Maria Helena Estrada
The region of the São Francisco River, on the stretch which divides the States of Alagoas and Sergipe, near to the Paulo Afonso hydroelectric power station, has an inviting name – Xingó. The lazy river winds through this region planting hamlets on one and other bank. But it is on the Alagoas side that the embroidery needle workers and lace makers can be found, preserving intact a tradition which arrived with the colonizers, or rather, with the nun's schools in which the well-bred girls were taught domestic arts – amongst which was embroidery.
This, according to Lia Mônica Rossi, a designer and production engineer who has dedicated her time to researching the tradition of embroidery in Brazil, is the origin of the needle worker and lace making communities in Brazil’s North and Northeast, which is not as old as one might think. “The communities involved in embroidery and lace are not over a half century old”, the designer claims, although one really doesn't know with any certainty when the riverside communities and those on the coast of the Northeast region began this practice more continuously.
“Our lace came from Portugal, which in turn received it from Flanders, from France and Italy, well-known centers since the mid and end of the XV century (...). We can see, in prints of Dutch Brazil, the taste for lace in both male and female attire”, the anthropologist Antônio da Câmara Cascudo wrote in his book “Dicionário do Folclore Brasileiro”.
Visiting two tiny hamlets in Alagoas, in Entremontes and on the Ilha do Ferro island, seeing how the needle workers live, isolated in their communities, with the craft passing from generation to generation, one can observe the richness resulting from living suspended in time.
Seated at the door of the houses – until a little while ago –, passing down from mother to daughter, they learn and embroider the same stitch, making tablecloths, towels, linen or Panama sheets or doing cushion embroidering, which is the name given to bobbin lace. Until a short while ago, also, an outsider could take the results of days and weeks of work for next to nothing.
Today this reality has changed. As in every corner of Brazil, the Solidarity Community (Comunidade Solidária) (frequently in a partnership with Sebrae) and Sebrae itself have rescued our antique crafts, toys from the hinterland of the State of Paraiba, the sculptors of saints in Ibimirim (PE), and ceramics from Rio Real (BA), among others.
Why, in a design magazine, talk about “Brazilian embroideries”?
Really, this embroidery can have a double function, or meaning: the character of embroidery on the North and Northeastern coast provides a livelihood for the underprivileged populations and, at the same time, results of this work opens a further Brazilian means of access to exports.
In Entremontes, a tiny village in which around 200 families live, the Solidarity Community three years ago developed a project coordinated by Verônica Paiva, which included the purchase of a house, a visit by a specialist in organizing cooperative enterprises and also assistance from a designer, Lia Mônica Rossi, who systematized production by assisting in organizing the models, the embroideries and the products.

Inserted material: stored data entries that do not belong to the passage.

use crate::core::error::EngineError;
use crate::models::{CanonicalMatch, FeedColumn, MatchRecord, RawRow, RESERVED_ROW_KEYS};

/// Validate raw feed rows and turn them into match records
///
/// Rows are read positionally in [`FeedColumn::ALL`] order; the H1/H2/Color
/// columns are never read. Rows without a MatchId are dropped, and so are
/// fixtures with a blank score (not played yet). A MatchId, score or team name
/// that is present but unusable fails the whole run.
pub fn parse_records(rows: &[RawRow]) -> Result<Vec<MatchRecord>, EngineError> {
    let mismatched = rows
        .iter()
        .filter(|row| row.width() != FeedColumn::WIDTH)
        .count();
    if mismatched > 0 {
        tracing::warn!(
            "Column count mismatch: expected {} columns, {} of {} rows differ",
            FeedColumn::WIDTH,
            mismatched,
            rows.len()
        );
    }

    let mut records = Vec::with_capacity(rows.len());
    let mut missing_id = 0usize;
    let mut unplayed = 0usize;

    for (index, row) in rows.iter().enumerate() {
        let line = index + 1;

        let Some(raw_id) = row.get(FeedColumn::MatchId) else {
            missing_id += 1;
            continue;
        };
        let match_id = parse_match_id(line, raw_id)?;

        // A scheduled fixture with blank scores has no result yet. It is left
        // out instead of being scored as a 0-0 game for both sides.
        let (Some(raw_score1), Some(raw_score2)) =
            (row.get(FeedColumn::Score1), row.get(FeedColumn::Score2))
        else {
            unplayed += 1;
            continue;
        };

        records.push(MatchRecord {
            match_id,
            team1: required_text(row, line, FeedColumn::Team1)?,
            score1: parse_score(line, FeedColumn::Score1, raw_score1)?,
            team2: required_text(row, line, FeedColumn::Team2)?,
            score2: parse_score(line, FeedColumn::Score2, raw_score2)?,
            period: optional_text(row, FeedColumn::Period),
            result: optional_text(row, FeedColumn::Result),
            winner: optional_text(row, FeedColumn::Winner),
            loser: optional_text(row, FeedColumn::Loser),
        });
    }

    tracing::debug!(
        "Normalized feed: rows={}, kept={}, missing_match_id={}, unplayed={}",
        rows.len(),
        records.len(),
        missing_id,
        unplayed
    );

    Ok(records)
}

/// Normalize a raw feed into the bidirectional canonical match list
///
/// Every surviving row yields two canonical matches: all rows in their
/// as-recorded orientation first, then all rows swapped. Both orientations share
/// the row's MatchId.
pub fn normalize(rows: &[RawRow]) -> Result<Vec<CanonicalMatch>, EngineError> {
    let records = parse_records(rows)?;
    Ok(to_canonical(&records))
}

/// Expand match records into both orientations
pub fn to_canonical(records: &[MatchRecord]) -> Vec<CanonicalMatch> {
    let mut matches = Vec::with_capacity(records.len() * 2);
    matches.extend(records.iter().map(MatchRecord::forward));
    matches.extend(records.iter().map(MatchRecord::swapped));
    matches
}

/// Coerce a MatchId to an integer
///
/// Integer text is accepted as-is; float text is accepted only when it has no
/// fractional part (sheet exports sometimes write `3.0`).
fn parse_match_id(line: usize, raw: &str) -> Result<i64, EngineError> {
    if let Ok(id) = raw.parse::<i64>() {
        return Ok(id);
    }

    match raw.parse::<f64>() {
        Ok(value) if value.is_finite() && value.fract() == 0.0 && value.abs() < i64::MAX as f64 => {
            Ok(value as i64)
        }
        _ => Err(EngineError::malformed(
            line,
            FeedColumn::MatchId.name(),
            raw,
            "not an integer",
        )),
    }
}

fn parse_score(line: usize, column: FeedColumn, raw: &str) -> Result<f64, EngineError> {
    match raw.parse::<f64>() {
        Ok(score) if score.is_finite() => Ok(score),
        _ => Err(EngineError::malformed(line, column.name(), raw, "not a finite number")),
    }
}

fn required_text(row: &RawRow, line: usize, column: FeedColumn) -> Result<String, EngineError> {
    let name = row
        .get(column)
        .ok_or_else(|| EngineError::malformed(line, column.name(), "", "missing team name"))?;

    if RESERVED_ROW_KEYS.contains(&name) {
        return Err(EngineError::malformed(
            line,
            column.name(),
            name,
            "team name is a reserved report key",
        ));
    }

    Ok(name.to_string())
}

fn optional_text(row: &RawRow, column: FeedColumn) -> Option<String> {
    row.get(column).map(str::to_string)
}
use serde::{Deserialize, Serialize};
use std::collections::BTreeMap;

/// Keys of a published row that cannot double as a team name
///
/// Opponents are flattened into the same JSON object, so a team with one of
/// these names would emit a duplicate key. The normalizer rejects them.
pub const RESERVED_ROW_KEYS: [&str; 3] = ["team", "strength", "rank"];

/// One team's row of the schedule-adjusted strength matrix
///
/// Opponent deltas are flattened into the row keyed by opponent name, so a
/// serialized row reads `{"team": "A", "B": 0.5, "C": -1, "strength": .., "rank": ..}`.
/// Team names never collide with [`RESERVED_ROW_KEYS`].
#[derive(Debug, Clone, PartialEq, Serialize, Deserialize)]
pub struct TeamStrengthRow {
    pub team: String,
    #[serde(flatten)]
    pub opponents: BTreeMap<String, f64>,
    pub strength: f64,
    pub rank: i64,
}

/// One team's row of the summed-outcome matrix
#[derive(Debug, Clone, PartialEq, Serialize, Deserialize)]
pub struct WinsRow {
    pub team: String,
    #[serde(flatten)]
    pub opponents: BTreeMap<String, f64>,
}

#[derive(Debug, Clone, Copy, PartialEq, Serialize, Deserialize)]
pub struct StrengthMetadata {
    #[serde(rename = "maxWinRate")]
    pub max_win_rate: f64,
    #[serde(rename = "minWinRate")]
    pub min_win_rate: f64,
}

/// Overall strength ranking (mean of schedule-adjusted deltas)
#[derive(Debug, Clone, PartialEq, Serialize, Deserialize)]
pub struct StrengthReport {
    pub teams: Vec<String>,
    pub matrix: Vec<TeamStrengthRow>,
    pub matrix_wins: Vec<WinsRow>,
    pub metadata: StrengthMetadata,
}

/// Schedule strength ranking (sum of schedule-adjusted deltas)
#[derive(Debug, Clone, PartialEq, Serialize, Deserialize)]
pub struct ScheduleStrengthReport {
    pub teams: Vec<String>,
    pub matrix: Vec<TeamStrengthRow>,
    pub matrix_wins: Vec<WinsRow>,
}

#[derive(Debug, Clone, PartialEq, Serialize, Deserialize)]
pub struct ForAgainstRow {
    pub team: String,
    pub scored_for: f64,
    pub scored_against: f64,
}

/// Points for/against per team with league medians
#[derive(Debug, Clone, PartialEq, Serialize, Deserialize)]
pub struct ForAgainstReport {
    pub rows: Vec<ForAgainstRow>,
    pub median_for: f64,
    pub median_against: f64,
}

/// Root endpoint response
#[derive(Debug, Clone, Serialize, Deserialize)]
pub struct ServiceInfo {
    pub service: String,
    pub version: String,
}

/// Health check response
#[derive(Debug, Clone, Serialize, Deserialize)]
pub struct HealthResponse {
    pub status: String,
    pub version: String,
    pub timestamp: chrono::DateTime<chrono::Utc>,
}

/// Error response
#[derive(Debug, Clone, Serialize, Deserialize)]
pub struct ErrorResponse {
    pub error: String,
    pub message: String,
    pub status_code: u16,
}

#[cfg(test)]
mod tests {
    use super::*;

    #[test]
    fn test_strength_row_flattens_opponents() {
        let row = TeamStrengthRow {
            team: "A".to_string(),
            opponents: BTreeMap::from([("A".to_string(), -1.0), ("B".to_string(), 0.5)]),
            strength: 0.5,
            rank: 1,
        };

        let json = serde_json::to_value(&row).unwrap();
        assert_eq!(json["team"], "A");
        assert_eq!(json["A"], -1.0);
        assert_eq!(json["B"], 0.5);
        assert_eq!(json["rank"], 1);
    }

    #[test]
    fn test_metadata_field_names() {
        let metadata = StrengthMetadata { max_win_rate: 1.5, min_win_rate: 0.0 };
        let json = serde_json::to_value(metadata).unwrap();
        assert_eq!(json["maxWinRate"], 1.5);
        assert_eq!(json["minWinRate"], 0.0);
    }
}
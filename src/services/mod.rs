// Service exports
pub mod cache;
pub mod feed;
pub mod snapshot;

pub use cache::{CacheEntryStats, CacheKey, CacheStats, ResultCache};
pub use feed::{parse_csv, CsvFileFeed, FeedError, FeedSource, SheetFeed};
pub use snapshot::{write_snapshot, SnapshotError, SnapshotMetadata};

The embroidery stitches reflect, in an ingenuous and poetic way, the local reality: pigeon eye, rice grain, bull's forehead, star, little cookie, spider’s nest, single rose, five rose spray, star. In small details, the colorful and delicate presence of cross stitch, the most popular embroidery stitch in all Brazil.
“Where there’s a fish net, there’s lace”, goes the popular saying. While the husbands fish, the women embroider, adding to the family income without wounding the tradition, without leaving the house.
But today the embroiders leave home to work, in spite of the initial vehement protests from the husbands. The Entremontes Embroidery House (Casa do Bordado de Entremontes) is the center where they produce and market their work. Sixty women, in the community of a little more than 500 inhabitants, who sell to the Northeast, to elegant shops in Sao Paulo (to Bianco su Bianco, for example, on the Al. Gabriel Monteiro da Silva), to Germany and to Italy. The 600 American placemats for the Rubayat restaurants, in São Paulo, were produced by 60 embroiders at the House in less than a month.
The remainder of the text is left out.